Rasulullah SAW bersabda;

"Sungguh beruntung orang yang beriman, kerana segala perkara adalah kebajikan. Jika dia mendapat kenikmatan, dia bersyukur (dia mendapat kebajikan) dan jika dia ditimpa musibah, dia sabar (dia mendapat pahala kebajikan juga)." (HR.Muslim)


Note to self, deal whatever tests with an open heart, wide smile and thank Him enough. Never sigh, sighing is another sign of being impatient, and you will be granted nothing.

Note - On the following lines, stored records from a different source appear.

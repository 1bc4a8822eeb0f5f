//! PostgreSQL 문서 저장소.
//!
//! 컬렉션 하나를 테이블 하나로 두고 레코드를 JSONB 문서로 저장합니다.
//! 키 컬럼에 대한 `ON CONFLICT ... DO UPDATE`로 upsert를 구현합니다.

use super::DocumentStore;
use crate::error::{DataError, Result};
use async_trait::async_trait;
use scraper_core::{Company, DailyPrice};
use sqlx::postgres::{PgConnectOptions, PgPool, PgPoolOptions};
use tracing::{debug, info};

/// 컬렉션(테이블) 이름.
#[derive(Debug, Clone, PartialEq, Eq)]
pub struct CollectionNames {
    /// 회사 디렉터리 컬렉션
    pub company: String,
    /// 일봉 가격 컬렉션
    pub ticker: String,
}

impl Default for CollectionNames {
    fn default() -> Self {
        Self {
            company: "company".to_string(),
            ticker: "ticker".to_string(),
        }
    }
}

impl CollectionNames {
    /// 두 이름이 SQL 식별자로 안전한지 확인합니다.
    ///
    /// 테이블 이름은 바인딩할 수 없어 쿼리 문자열에 직접 들어갑니다.
    pub fn validate(&self) -> Result<()> {
        validate_identifier(&self.company)?;
        validate_identifier(&self.ticker)?;
        if self.company == self.ticker {
            return Err(DataError::ConfigError(format!(
                "company and ticker collections must differ (both '{}')",
                self.company
            )));
        }
        Ok(())
    }
}

fn validate_identifier(name: &str) -> Result<()> {
    let mut chars = name.chars();
    let valid_start = chars
        .next()
        .map(|c| c.is_ascii_alphabetic() || c == '_')
        .unwrap_or(false);
    let valid_rest = chars.all(|c| c.is_ascii_alphanumeric() || c == '_');

    if valid_start && valid_rest && name.len() <= 63 {
        Ok(())
    } else {
        Err(DataError::ConfigError(format!(
            "invalid collection name '{}'",
            name
        )))
    }
}

fn create_company_sql(table: &str) -> String {
    format!(
        "CREATE TABLE IF NOT EXISTS {table} (
            id TEXT PRIMARY KEY,
            doc JSONB NOT NULL,
            updated_at TIMESTAMPTZ NOT NULL DEFAULT NOW()
        )"
    )
}

fn create_ticker_sql(table: &str) -> String {
    format!(
        "CREATE TABLE IF NOT EXISTS {table} (
            symbol TEXT NOT NULL,
            trade_date TEXT NOT NULL,
            doc JSONB NOT NULL,
            updated_at TIMESTAMPTZ NOT NULL DEFAULT NOW(),
            PRIMARY KEY (symbol, trade_date)
        )"
    )
}

fn upsert_company_sql(table: &str) -> String {
    format!(
        "INSERT INTO {table} (id, doc, updated_at)
         VALUES ($1, $2::jsonb, NOW())
         ON CONFLICT (id) DO UPDATE SET
            doc = EXCLUDED.doc,
            updated_at = NOW()"
    )
}

fn upsert_ticker_sql(table: &str) -> String {
    format!(
        "INSERT INTO {table} (symbol, trade_date, doc, updated_at)
         VALUES ($1, $2, $3::jsonb, NOW())
         ON CONFLICT (symbol, trade_date) DO UPDATE SET
            doc = EXCLUDED.doc,
            updated_at = NOW()"
    )
}

/// PostgreSQL 기반 문서 저장소.
#[derive(Debug, Clone)]
pub struct PgDocumentStore {
    pool: PgPool,
    names: CollectionNames,
}

impl PgDocumentStore {
    /// 연결을 열고 두 컬렉션 테이블이 있는지 보장합니다.
    ///
    /// 실행 하나 동안 하나의 연결만 사용합니다.
    pub async fn connect(options: PgConnectOptions, names: CollectionNames) -> Result<Self> {
        names.validate()?;

        info!(
            company = %names.company,
            ticker = %names.ticker,
            "데이터베이스 연결 중"
        );

        let pool = PgPoolOptions::new()
            .max_connections(1)
            .connect_with(options)
            .await
            .map_err(|e| DataError::ConnectionError(e.to_string()))?;

        let store = Self { pool, names };
        store.ensure_collections().await?;
        Ok(store)
    }

    pub fn pool(&self) -> &PgPool {
        &self.pool
    }

    pub fn names(&self) -> &CollectionNames {
        &self.names
    }

    /// 컬렉션 테이블 생성 (이미 있으면 그대로 둠).
    pub async fn ensure_collections(&self) -> Result<()> {
        sqlx::query(&create_company_sql(&self.names.company))
            .execute(&self.pool)
            .await?;
        sqlx::query(&create_ticker_sql(&self.names.ticker))
            .execute(&self.pool)
            .await?;
        debug!("컬렉션 테이블 확인 완료");
        Ok(())
    }

    pub async fn close(&self) {
        self.pool.close().await;
    }
}

#[async_trait]
impl DocumentStore for PgDocumentStore {
    fn name(&self) -> &str {
        "postgres"
    }

    async fn upsert_company(&self, company: &Company) -> Result<()> {
        let doc = serde_json::to_string(company)?;
        sqlx::query(&upsert_company_sql(&self.names.company))
            .bind(&company.symbol)
            .bind(doc)
            .execute(&self.pool)
            .await?;
        Ok(())
    }

    async fn upsert_daily_price(&self, price: &DailyPrice) -> Result<()> {
        let doc = serde_json::to_string(price)?;
        sqlx::query(&upsert_ticker_sql(&self.names.ticker))
            .bind(&price.key.symbol)
            .bind(&price.key.date)
            .bind(doc)
            .execute(&self.pool)
            .await?;
        Ok(())
    }

    async fn company_symbols(&self) -> Result<Vec<String>> {
        let sql = format!("SELECT id FROM {}", self.names.company);
        let symbols: Vec<String> = sqlx::query_scalar(&sql).fetch_all(&self.pool).await?;
        Ok(symbols)
    }
}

Thus ..., walaupun hari ni panas melekit, please please please God don't let me complain...

Thursday, May 10, 2012

responsibleness:)

Dulu dulu, orang kata mata pen lagi tajam dari mata pedang. Tapi ikut zaman sekarang ni, aku rasa dah tak relevan kot. Sape je yang nak menulis guna pen kan? Semuanya pakat bantai ada blog, budak darjah satu pun gigih update letak gambaq pi camping bagai (err..bab update aku je yang tobat malas. Malas nak mengarang kerana I am born a verbal story teller gituuuu..). Youwols nak blog genre apa? Semua ada, tunggu ketik ketik, godek godek kat Google Chrome je. Nak cita seram? Nak gosip retis? Nak tau resepi ikan goreng kunyit?. Selagi ada permintaan, namely the readers, selagi tu lah bloggers nih akan menggigihkan diri tulis cerita. Kadang kadang sampai menipu, plagiat cerita orang. Sedap wooooo gosip gosip ni, Boleh naikkan traffic, boleh dapatkan income Nuffnang. Boleh dapat award berkoyan koyan. Tapi tulah, in the direction to be a good (famous, perhaps?) blogger, one does somehow miss out the important element, which is to blog responsibly.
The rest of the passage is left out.